(Collected data)
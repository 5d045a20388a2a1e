//! Presentation-only number formatting for leaderboard cells.

/// Scales a non-negative quantity by powers of 1000 and renders it with two
/// decimal places once scaled, or none below 1000. The unit (K/M/B) is left
/// to the column context; see [`magnitude_suffix`].
///
/// Missing or non-numeric input renders as an empty string so sparse fields
/// (floor price, volumes of fresh collections) never error upstream.
pub fn format_magnitude(value: Option<f64>) -> String {
    match value {
        Some(v) if v.is_finite() => match magnitude_scale(v) {
            Some((divisor, _)) => format!("{:.2}", v / divisor),
            None => format!("{v:.0}"),
        },
        _ => String::new(),
    }
}

/// Unit implied by the scaling [`format_magnitude`] applied.
pub fn magnitude_suffix(value: Option<f64>) -> &'static str {
    match value {
        Some(v) if v.is_finite() => magnitude_scale(v).map_or("", |(_, suffix)| suffix),
        _ => "",
    }
}

/// Scale boundaries sit where the rendered digits would roll over to 1000,
/// so `999.7` reads `1.00K` rather than an unsuffixed `1000` next to a
/// marginally larger `1.00K` cell.
fn magnitude_scale(value: f64) -> Option<(f64, &'static str)> {
    if value >= 999_995_000.0 {
        Some((1_000_000_000.0, "B"))
    } else if value >= 999_995.0 {
        Some((1_000_000.0, "M"))
    } else if value >= 999.5 {
        Some((1_000.0, "K"))
    } else {
        None
    }
}

/// [`format_magnitude`] with its unit attached, for single-cell use.
pub fn format_magnitude_cell(value: Option<f64>) -> String {
    let scaled = format_magnitude(value);
    if scaled.is_empty() {
        scaled
    } else {
        format!("{scaled}{}", magnitude_suffix(value))
    }
}

/// Renders USD with zero fractional digits, truncating (not rounding) the
/// input first: `1234.99` becomes `$1,234`.
pub fn format_currency(value: f64) -> String {
    if !value.is_finite() {
        return String::new();
    }
    let truncated = value.floor();
    if truncated < 0.0 {
        format!("-${}", group_digits(truncated.abs() as u64))
    } else {
        format!("${}", group_digits(truncated as u64))
    }
}

/// Whole-number display with thousands grouping, used for trade counts.
pub fn format_count(value: f64) -> String {
    if !value.is_finite() || value < 0.0 {
        return String::new();
    }
    group_digits(value.floor() as u64)
}

fn group_digits(value: u64) -> String {
    let digits = value.to_string();
    digits
        .as_bytes()
        .rchunks(3)
        .rev()
        .map(|chunk| std::str::from_utf8(chunk).unwrap_or_default())
        .collect::<Vec<_>>()
        .join(",")
}

#[cfg(test)]
mod tests {
    use super::*;

    #[test]
    fn magnitude_scales_by_powers_of_1000() {
        assert_eq!(format_magnitude(Some(0.0)), "0");
        assert_eq!(format_magnitude(Some(999.0)), "999");
        assert_eq!(format_magnitude(Some(1500.0)), "1.50");
        assert_eq!(format_magnitude(Some(2_500_000.0)), "2.50");
        assert_eq!(format_magnitude(Some(3_250_000_000.0)), "3.25");
    }

    #[test]
    fn magnitude_guards_missing_input() {
        assert_eq!(format_magnitude(None), "");
        assert_eq!(format_magnitude(Some(f64::NAN)), "");
        assert_eq!(format_magnitude(Some(f64::INFINITY)), "");
    }

    #[test]
    fn magnitude_suffix_matches_scaling() {
        assert_eq!(magnitude_suffix(Some(500.0)), "");
        assert_eq!(magnitude_suffix(Some(1500.0)), "K");
        assert_eq!(magnitude_suffix(Some(2_500_000.0)), "M");
        assert_eq!(magnitude_suffix(Some(7_000_000_000.0)), "B");
        assert_eq!(magnitude_suffix(None), "");
    }

    #[test]
    fn magnitude_rescales_at_rounding_boundaries() {
        assert_eq!(format_magnitude_cell(Some(999.7)), "1.00K");
        assert_eq!(format_magnitude(Some(999.4)), "999");
        assert_eq!(format_magnitude_cell(Some(999_994.0)), "999.99K");
        assert_eq!(format_magnitude_cell(Some(999_996.0)), "1.00M");
        assert_eq!(format_magnitude_cell(Some(999_996_000.0)), "1.00B");
    }

    #[test]
    fn magnitude_cell_attaches_unit() {
        assert_eq!(format_magnitude_cell(Some(1500.0)), "1.50K");
        assert_eq!(format_magnitude_cell(Some(42.0)), "42");
        assert_eq!(format_magnitude_cell(None), "");
    }

    #[test]
    fn currency_floors_before_formatting() {
        assert_eq!(format_currency(1234.99), "$1,234");
        assert_eq!(format_currency(0.0), "$0");
        assert_eq!(format_currency(1_234_567.0), "$1,234,567");
        assert_eq!(format_currency(-10.5), "-$11");
    }

    #[test]
    fn count_groups_digits() {
        assert_eq!(format_count(0.0), "0");
        assert_eq!(format_count(9_431.0), "9,431");
        assert_eq!(format_count(1_234_567.0), "1,234,567");
        assert_eq!(format_count(f64::NAN), "");
    }
}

• **ASSIGNMENT**: Please copy out the preceding data in full, exactly as written.

• **EXERCISE RESULT**:
repository 5d045a20388a2a1e
//! Presentation-only number formatting for leaderboard cells.

/// Scales a non-negative quantity by powers of 1000 and renders it with two
/// decimal places once scaled, or none below 1000. The unit (K/M/B) is left
/// to the column context; see [`magnitude_suffix`].
///
/// Missing or non-numeric input renders as an empty string so sparse fields
/// (floor price, volumes of fresh collections) never error upstream.
pub fn format_magnitude(value: Option<f64>) -> String {
    match value {
        Some(v) if v.is_finite() => match magnitude_scale(v) {
            Some((divisor, _)) => format!("{:.2}", v / divisor),
            None => format!("{v:.0}"),
        },
        _ => String::new(),
    }
}

/// Unit implied by the scaling [`format_magnitude`] applied.
pub fn magnitude_suffix(value: Option<f64>) -> &'static str {
    match value {
        Some(v) if v.is_finite() => magnitude_scale(v).map_or("", |(_, suffix)| suffix),
        _ => "",
    }
}

/// Scale boundaries sit where the rendered digits would roll over to 1000,
/// so `999.7` reads `1.00K` rather than an unsuffixed `1000` next to a
/// marginally larger `1.00K` cell.
fn magnitude_scale(value: f64) -> Option<(f64, &'static str)> {
    if value >= 999_995_000.0 {
        Some((1_000_000_000.0, "B"))
    } else if value >= 999_995.0 {
        Some((1_000_000.0, "M"))
    } else if value >= 999.5 {
        Some((1_000.0, "K"))
    } else {
        None
    }
}

/// [`format_magnitude`] with its unit attached, for single-cell use.
pub fn format_magnitude_cell(value: Option<f64>) -> String {
    let scaled = format_magnitude(value);
    if scaled.is_empty() {
        scaled
    } else {
        format!("{scaled}{}", magnitude_suffix(value))
    }
}

/// Renders USD with zero fractional digits, truncating (not rounding) the
/// input first: `1234.99` becomes `$1,234`.
pub fn format_currency(value: f64) -> String {
    if !value.is_finite() {
        return String::new();
    }
    let truncated = value.floor();
    if truncated < 0.0 {
        format!("-${}", group_digits(truncated.abs() as u64))
    } else {
        format!("${}", group_digits(truncated as u64))
    }
}

/// Whole-number display with thousands grouping, used for trade counts.
pub fn format_count(value: f64) -> String {
    if !value.is_finite() || value < 0.0 {
        return String::new();
    }
    group_digits(value.floor() as u64)
}

fn group_digits(value: u64) -> String {
    let digits = value.to_string();
    digits
        .as_bytes()
        .rchunks(3)
        .rev()
        .map(|chunk| std::str::from_utf8(chunk).unwrap_or_default())
        .collect::<Vec<_>>()
        .join(",")
}

#[cfg(test)]
mod tests {
    use super::*;

    #[test]
    fn magnitude_scales_by_powers_of_1000() {
        assert_eq!(format_magnitude(Some(0.0)), "0");
        assert_eq!(format_magnitude(Some(999.0)), "999");
        assert_eq!(format_magnitude(Some(1500.0)), "1.50");
        assert_eq!(format_magnitude(Some(2_500_000.0)), "2.50");
        assert_eq!(format_magnitude(Some(3_250_000_000.0)), "3.25");
    }

    #[test]
    fn magnitude_guards_missing_input() {
        assert_eq!(format_magnitude(None), "");
        assert_eq!(format_magnitude(Some(f64::NAN)), "");
        assert_eq!(format_magnitude(Some(f64::INFINITY)), "");
    }

    #[test]
    fn magnitude_suffix_matches_scaling() {
        assert_eq!(magnitude_suffix(Some(500.0)), "");
        assert_eq!(magnitude_suffix(Some(1500.0)), "K");
        assert_eq!(magnitude_suffix(Some(2_500_000.0)), "M");
        assert_eq!(magnitude_suffix(Some(7_000_000_000.0)), "B");
        assert_eq!(magnitude_suffix(None), "");
    }

    #[test]
    fn magnitude_rescales_at_rounding_boundaries() {
        assert_eq!(format_magnitude_cell(Some(999.7)), "1.00K");
        assert_eq!(format_magnitude(Some(999.4)), "999");
        assert_eq!(format_magnitude_cell(Some(999_994.0)), "999.99K");
        assert_eq!(format_magnitude_cell(Some(999_996.0)), "1.00M");
        assert_eq!(format_magnitude_cell(Some(999_996_000.0)), "1.00B");
    }

    #[test]
    fn magnitude_cell_attaches_unit() {
        assert_eq!(format_magnitude_cell(Some(1500.0)), "1.50K");
        assert_eq!(format_magnitude_cell(Some(42.0)), "42");
        assert_eq!(format_magnitude_cell(None), "");
    }

    #[test]
    fn currency_floors_before_formatting() {
        assert_eq!(format_currency(1234.99), "$1,234");
        assert_eq!(format_currency(0.0), "$0");
        assert_eq!(format_currency(1_234_567.0), "$1,234,567");
        assert_eq!(format_currency(-10.5), "-$11");
    }

    #[test]
    fn count_groups_digits() {
        assert_eq!(format_count(0.0), "0");
        assert_eq!(format_count(9_431.0), "9,431");
        assert_eq!(format_count(1_234_567.0), "1,234,567");
        assert_eq!(format_count(f64::NAN), "");
    }
}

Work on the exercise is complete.